As you know, data has become an enormously important
production factor. Together with intelligent algorithms, they form the
cornerstone of Artificial Intelligence. It is only through the combination of
Big Data and Machine Learning that the great successes of AI have become
possible, which we have seen in recent years and will continue to see in the
future.
In Berlin, too, with the two competence centers BBDC
and BZML, we have already achieved internationally highly regarded successes,
from basic research and open source software development to very successful
spin-offs.
With BIFOLD, Berlin now has a technological research
beacon around which an entire ecosystem of spin-offs and application-oriented
research labs can develop. This will enable us to attract top international talent
to Berlin and make AI a relevant economic factor for Berlin.
The special thing about BIFOLD is that we are avoiding
the mistake that unfortunately is commonly made in science, namely, to consider
partial aspects of AI in isolation. For example, the best algorithms will not
help us, if we do not simultaneously research and develop the underlying
technologies and systems in which real data is efficiently provided and
processed jointly with analysis algorithms.
With respect to data – i.e., my research area in
BIFOLD – important challenges lie, for example, in the processing of widely geographically
distributed data, i.e., in some cases globally distributed data, which cannot
always be physically combined on an infrastructure for analysis due to data
protection laws as well as for technical reasons.
Think, for example, of the globally distributed
vehicle data of an automobile manufacturer or patient data that is collected across
hospitals. Thus, we need new data processing architectures, that on the one
hand handle the growing data streams efficiently, and on the other hand
reliably protect the privacy and rights of data producers.
An additional challenge is the exponential growth of
sensor data, the complete capture of which would quickly exceed the capacities
of our global cloud infrastructures and is neither necessary nor sensible.
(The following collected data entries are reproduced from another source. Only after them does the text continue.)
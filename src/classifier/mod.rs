use std::collections::HashMap;
use std::sync::RwLock;

use anyhow::Result;
use log::info;

use crate::models::{EmployeeAttributes, TrackingTier};
use crate::settings::TierIntervals;
use crate::store::Store;

/// One pattern rule: any listed needle appearing (case-insensitively) in the
/// department or designation selects the tier.
struct PatternRule {
    needles: &'static [&'static str],
    tier: TrackingTier,
}

/// Fixed priority order; first match wins. Field crews poll most often,
/// desk-bound staff least.
const DEFAULT_RULES: &[PatternRule] = &[
    PatternRule {
        needles: &["field", "technician"],
        tier: TrackingTier::High,
    },
    PatternRule {
        needles: &["sales", "mobile"],
        tier: TrackingTier::Standard,
    },
    PatternRule {
        needles: &["management", "manager"],
        tier: TrackingTier::Low,
    },
    PatternRule {
        needles: &["desk", "admin"],
        tier: TrackingTier::Low,
    },
];

/// Maps employee attributes to a tracking tier. Results are cached per
/// employee and invalidated explicitly on overrides and bulk updates; the
/// cache is never allowed to go silently stale.
pub struct RoleClassifier {
    cache: RwLock<HashMap<String, TrackingTier>>,
}

impl Default for RoleClassifier {
    fn default() -> Self {
        Self::new()
    }
}

impl RoleClassifier {
    pub fn new() -> Self {
        Self {
            cache: RwLock::new(HashMap::new()),
        }
    }

    /// Precedence: explicit per-employee override, then pattern rules in
    /// fixed priority order, then `Standard`.
    pub fn classify(&self, attrs: &EmployeeAttributes) -> TrackingTier {
        if let Some(cached) = self.cache.read().unwrap().get(&attrs.employee_id) {
            return *cached;
        }

        let tier = Self::classify_uncached(attrs);
        self.cache
            .write()
            .unwrap()
            .insert(attrs.employee_id.clone(), tier);
        tier
    }

    fn classify_uncached(attrs: &EmployeeAttributes) -> TrackingTier {
        if let Some(tier) = attrs.override_tier {
            return tier;
        }
        Self::tier_for_role(&attrs.department, &attrs.designation)
    }

    pub fn tier_for_role(department: &str, designation: &str) -> TrackingTier {
        let department = department.to_lowercase();
        let designation = designation.to_lowercase();

        for rule in DEFAULT_RULES {
            let matched = rule
                .needles
                .iter()
                .any(|needle| department.contains(needle) || designation.contains(needle));
            if matched {
                return rule.tier;
            }
        }

        TrackingTier::Standard
    }

    pub fn invalidate(&self, employee_id: &str) {
        self.cache.write().unwrap().remove(employee_id);
    }

    pub fn invalidate_all(&self) {
        self.cache.write().unwrap().clear();
    }

    /// Bulk SET-semantics reclassification of every non-overridden profile
    /// matching `criteria`. Returns the number of profiles changed and drops
    /// their cached classifications.
    pub async fn bulk_reclassify(
        &self,
        store: &Store,
        criteria: &str,
        tier: TrackingTier,
        intervals: &TierIntervals,
    ) -> Result<usize> {
        // Disabled profiles keep their last interval for when tracking resumes.
        let interval_secs = intervals.for_tier(tier).unwrap_or(intervals.low_secs);
        let changed = store.bulk_update_tier(criteria, tier, interval_secs).await?;

        if changed > 0 {
            // Cheaper to drop the whole cache than to enumerate which of the
            // matched employees were cached.
            self.invalidate_all();
            info!("Bulk reclassified {changed} profiles matching '{criteria}' to {}", tier.as_str());
        }

        Ok(changed)
    }

    /// Re-derive every non-overridden profile's tier from the pattern rules.
    /// Used by the admin "apply default rules" operation.
    pub async fn apply_default_rules(
        &self,
        store: &Store,
        intervals: &TierIntervals,
    ) -> Result<usize> {
        let mut changed = 0;
        let page_size = 200;
        let mut offset = 0;

        loop {
            let records = store.list_profiles(offset, page_size).await?;
            if records.is_empty() {
                break;
            }
            offset += records.len() as u64;

            for mut record in records {
                if record.profile.override_flag {
                    continue;
                }

                let tier = Self::tier_for_role(&record.department, &record.designation);
                let interval_secs = intervals
                    .for_tier(tier)
                    .unwrap_or(record.profile.polling_interval_secs);

                if record.profile.tier != tier
                    || record.profile.polling_interval_secs != interval_secs
                {
                    record.profile.tier = tier;
                    record.profile.polling_interval_secs = interval_secs;
                    record.profile.tracking_enabled = tier != TrackingTier::Disabled;
                    store.upsert_profile(&record).await?;
                    self.invalidate(&record.profile.employee_id);
                    changed += 1;
                }
            }
        }

        Ok(changed)
    }
}

#[cfg(test)]
mod tests {
    use super::*;

    fn attrs(id: &str, department: &str, designation: &str) -> EmployeeAttributes {
        EmployeeAttributes {
            employee_id: id.into(),
            department: department.into(),
            designation: designation.into(),
            override_tier: None,
        }
    }

    #[test]
    fn override_wins_over_rules() {
        let classifier = RoleClassifier::new();
        let mut employee = attrs("E1", "Field Operations", "Technician");
        employee.override_tier = Some(TrackingTier::Disabled);
        assert_eq!(classifier.classify(&employee), TrackingTier::Disabled);
    }

    #[test]
    fn field_beats_sales_in_priority_order() {
        // "Field Sales" matches both rule groups; field/technician is checked first.
        let classifier = RoleClassifier::new();
        assert_eq!(
            classifier.classify(&attrs("E1", "Field Sales", "Executive")),
            TrackingTier::High
        );
    }

    #[test]
    fn unmatched_roles_default_to_standard() {
        let classifier = RoleClassifier::new();
        assert_eq!(
            classifier.classify(&attrs("E1", "Research", "Scientist")),
            TrackingTier::Standard
        );
    }

    #[test]
    fn designation_matches_too() {
        let classifier = RoleClassifier::new();
        assert_eq!(
            classifier.classify(&attrs("E1", "Operations", "Service Technician")),
            TrackingTier::High
        );
        assert_eq!(
            classifier.classify(&attrs("E2", "HR", "Admin Assistant")),
            TrackingTier::Low
        );
    }

    #[test]
    fn cache_serves_until_invalidated() {
        let classifier = RoleClassifier::new();
        let employee = attrs("E1", "Desk", "Clerk");
        assert_eq!(classifier.classify(&employee), TrackingTier::Low);

        // Same id, new attributes: cached answer until invalidated.
        let moved = attrs("E1", "Field", "Technician");
        assert_eq!(classifier.classify(&moved), TrackingTier::Low);

        classifier.invalidate("E1");
        assert_eq!(classifier.classify(&moved), TrackingTier::High);
    }
}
We are therefore developing new approaches to
preprocess data at the source, at the so-called edge, in such a way that
we only transfer and store data that is relevant for a particular analysis.
This is not only economically more efficient, but also ecologically more
sensible and less questionable in terms of data protection.
The systems that we develop should make ideal use of
the growing variety of memory and chip technologies and at the same time be so
easy to operate, i.e., function in a largely automated manner, that would not
require users to hold a five-year computer science degree, in order to work
with them.
Because computer scientists, as you all know, are
currently a painful bottleneck in the job market.
You see, especially for the commercialization and
economic success of basic research, it is extremely important to look at the
entire stack of hardware, software, data, algorithms, and the broad ecosystem
of applications holistically, and preferably together in a research institute
of critical size.
And that’s why I am particularly pleased as a database
researcher and thank the German Federal Ministry of Education and Research (BMBF)
and the State of Berlin, that with BIFOLD we are now creating the conditions to
be able to do exactly this in Berlin.